Saved entries
──────────

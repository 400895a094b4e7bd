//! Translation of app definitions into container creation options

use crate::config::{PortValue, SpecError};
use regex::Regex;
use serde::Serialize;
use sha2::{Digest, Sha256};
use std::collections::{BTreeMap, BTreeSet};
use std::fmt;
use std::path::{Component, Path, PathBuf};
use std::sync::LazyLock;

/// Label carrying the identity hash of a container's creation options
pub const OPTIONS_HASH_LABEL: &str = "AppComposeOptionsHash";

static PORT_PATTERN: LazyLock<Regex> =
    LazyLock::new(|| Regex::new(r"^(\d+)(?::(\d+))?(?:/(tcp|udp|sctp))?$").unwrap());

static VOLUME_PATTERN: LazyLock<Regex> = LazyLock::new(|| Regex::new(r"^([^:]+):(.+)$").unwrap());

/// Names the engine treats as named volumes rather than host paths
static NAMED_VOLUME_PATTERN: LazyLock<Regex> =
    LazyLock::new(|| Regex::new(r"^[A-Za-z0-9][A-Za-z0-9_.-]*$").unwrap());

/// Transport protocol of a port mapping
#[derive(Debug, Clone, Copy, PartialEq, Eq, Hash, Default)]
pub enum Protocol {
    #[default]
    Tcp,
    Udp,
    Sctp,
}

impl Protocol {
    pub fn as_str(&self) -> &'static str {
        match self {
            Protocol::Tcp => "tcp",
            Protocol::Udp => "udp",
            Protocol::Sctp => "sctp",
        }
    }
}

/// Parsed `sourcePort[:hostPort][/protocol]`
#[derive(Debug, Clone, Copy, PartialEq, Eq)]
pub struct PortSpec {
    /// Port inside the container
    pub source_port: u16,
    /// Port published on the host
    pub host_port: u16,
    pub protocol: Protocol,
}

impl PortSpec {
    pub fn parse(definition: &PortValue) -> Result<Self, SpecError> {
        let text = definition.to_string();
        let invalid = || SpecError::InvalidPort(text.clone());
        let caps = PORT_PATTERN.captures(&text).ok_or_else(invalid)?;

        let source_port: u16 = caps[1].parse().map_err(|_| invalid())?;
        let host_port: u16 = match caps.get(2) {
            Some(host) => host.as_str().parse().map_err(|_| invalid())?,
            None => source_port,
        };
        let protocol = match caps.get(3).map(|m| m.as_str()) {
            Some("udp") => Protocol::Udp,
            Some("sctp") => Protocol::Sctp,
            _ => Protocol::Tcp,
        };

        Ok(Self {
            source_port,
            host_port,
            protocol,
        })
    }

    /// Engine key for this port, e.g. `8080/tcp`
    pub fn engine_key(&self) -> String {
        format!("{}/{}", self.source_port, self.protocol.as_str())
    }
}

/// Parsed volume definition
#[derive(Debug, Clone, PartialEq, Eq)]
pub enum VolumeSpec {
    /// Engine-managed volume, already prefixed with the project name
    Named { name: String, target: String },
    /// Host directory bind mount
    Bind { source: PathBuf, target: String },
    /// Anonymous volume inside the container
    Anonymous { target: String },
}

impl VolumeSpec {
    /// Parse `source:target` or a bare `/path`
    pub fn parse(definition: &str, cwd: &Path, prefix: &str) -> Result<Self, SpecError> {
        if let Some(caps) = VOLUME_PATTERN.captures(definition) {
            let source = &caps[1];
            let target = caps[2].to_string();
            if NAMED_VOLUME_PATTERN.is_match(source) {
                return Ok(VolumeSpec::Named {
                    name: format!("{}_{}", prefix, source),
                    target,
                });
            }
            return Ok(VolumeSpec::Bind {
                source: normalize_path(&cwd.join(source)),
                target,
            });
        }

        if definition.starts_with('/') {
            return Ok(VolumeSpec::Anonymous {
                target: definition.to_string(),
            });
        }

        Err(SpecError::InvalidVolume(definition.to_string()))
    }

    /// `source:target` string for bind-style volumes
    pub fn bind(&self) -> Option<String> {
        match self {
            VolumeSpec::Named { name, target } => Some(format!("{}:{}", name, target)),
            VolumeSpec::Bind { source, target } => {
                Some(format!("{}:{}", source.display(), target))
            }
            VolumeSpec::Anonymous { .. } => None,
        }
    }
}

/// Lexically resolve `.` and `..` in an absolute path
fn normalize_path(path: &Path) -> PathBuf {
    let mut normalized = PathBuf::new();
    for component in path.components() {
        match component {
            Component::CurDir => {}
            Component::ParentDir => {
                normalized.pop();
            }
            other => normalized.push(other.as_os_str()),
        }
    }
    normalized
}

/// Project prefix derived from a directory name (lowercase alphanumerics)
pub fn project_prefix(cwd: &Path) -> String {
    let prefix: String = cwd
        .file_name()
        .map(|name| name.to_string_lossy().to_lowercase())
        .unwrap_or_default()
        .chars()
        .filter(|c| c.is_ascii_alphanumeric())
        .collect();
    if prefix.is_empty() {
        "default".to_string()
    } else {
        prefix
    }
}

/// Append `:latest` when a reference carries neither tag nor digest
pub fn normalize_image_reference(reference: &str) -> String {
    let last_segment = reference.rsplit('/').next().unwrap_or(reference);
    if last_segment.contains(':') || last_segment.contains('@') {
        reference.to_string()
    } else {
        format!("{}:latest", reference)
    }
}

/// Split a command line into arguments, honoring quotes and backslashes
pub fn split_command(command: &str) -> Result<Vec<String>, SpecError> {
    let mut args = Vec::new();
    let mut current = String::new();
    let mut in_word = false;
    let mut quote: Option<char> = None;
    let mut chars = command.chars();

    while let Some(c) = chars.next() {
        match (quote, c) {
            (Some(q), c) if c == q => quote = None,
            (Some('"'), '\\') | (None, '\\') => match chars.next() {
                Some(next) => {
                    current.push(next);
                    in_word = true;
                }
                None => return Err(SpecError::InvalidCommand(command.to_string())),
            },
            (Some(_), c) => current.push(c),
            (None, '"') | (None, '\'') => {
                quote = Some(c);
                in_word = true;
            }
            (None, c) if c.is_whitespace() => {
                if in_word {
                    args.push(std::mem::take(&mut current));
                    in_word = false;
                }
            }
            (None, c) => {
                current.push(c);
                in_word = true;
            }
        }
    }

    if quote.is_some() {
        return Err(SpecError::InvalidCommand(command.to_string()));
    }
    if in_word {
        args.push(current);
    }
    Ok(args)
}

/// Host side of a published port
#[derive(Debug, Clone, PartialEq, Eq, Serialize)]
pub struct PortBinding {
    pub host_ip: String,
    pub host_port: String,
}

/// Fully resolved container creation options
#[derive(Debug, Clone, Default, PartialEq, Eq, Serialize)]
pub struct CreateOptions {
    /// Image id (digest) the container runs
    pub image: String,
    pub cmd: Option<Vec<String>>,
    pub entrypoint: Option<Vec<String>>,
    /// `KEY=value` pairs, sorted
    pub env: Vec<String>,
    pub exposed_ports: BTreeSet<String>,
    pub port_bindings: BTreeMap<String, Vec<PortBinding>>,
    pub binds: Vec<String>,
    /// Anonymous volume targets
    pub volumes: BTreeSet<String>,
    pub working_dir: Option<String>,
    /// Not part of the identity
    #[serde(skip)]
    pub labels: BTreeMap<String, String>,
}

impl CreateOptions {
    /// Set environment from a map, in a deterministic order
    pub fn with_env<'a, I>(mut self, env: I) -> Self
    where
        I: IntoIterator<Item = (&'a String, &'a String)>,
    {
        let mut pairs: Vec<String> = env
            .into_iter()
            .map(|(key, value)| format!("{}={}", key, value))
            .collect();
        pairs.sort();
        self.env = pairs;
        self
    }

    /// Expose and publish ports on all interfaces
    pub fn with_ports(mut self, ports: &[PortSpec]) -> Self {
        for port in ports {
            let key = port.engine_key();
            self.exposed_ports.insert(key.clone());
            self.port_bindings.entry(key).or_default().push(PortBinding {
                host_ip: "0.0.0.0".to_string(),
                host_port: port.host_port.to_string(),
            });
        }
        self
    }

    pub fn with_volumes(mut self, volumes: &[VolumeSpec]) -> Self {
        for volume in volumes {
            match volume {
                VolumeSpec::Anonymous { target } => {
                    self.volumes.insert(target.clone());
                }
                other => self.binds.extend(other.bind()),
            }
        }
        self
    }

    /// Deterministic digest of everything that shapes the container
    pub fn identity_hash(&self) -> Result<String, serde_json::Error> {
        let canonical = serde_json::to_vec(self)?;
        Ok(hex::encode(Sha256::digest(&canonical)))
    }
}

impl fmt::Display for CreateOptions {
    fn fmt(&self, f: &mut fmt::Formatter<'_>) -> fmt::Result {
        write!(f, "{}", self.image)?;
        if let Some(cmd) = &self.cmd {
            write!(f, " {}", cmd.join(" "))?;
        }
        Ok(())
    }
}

──────────

Your instructions –
Nothing but a number is expected: the count of lines in the data that include the word "Copy".

Answer below –
2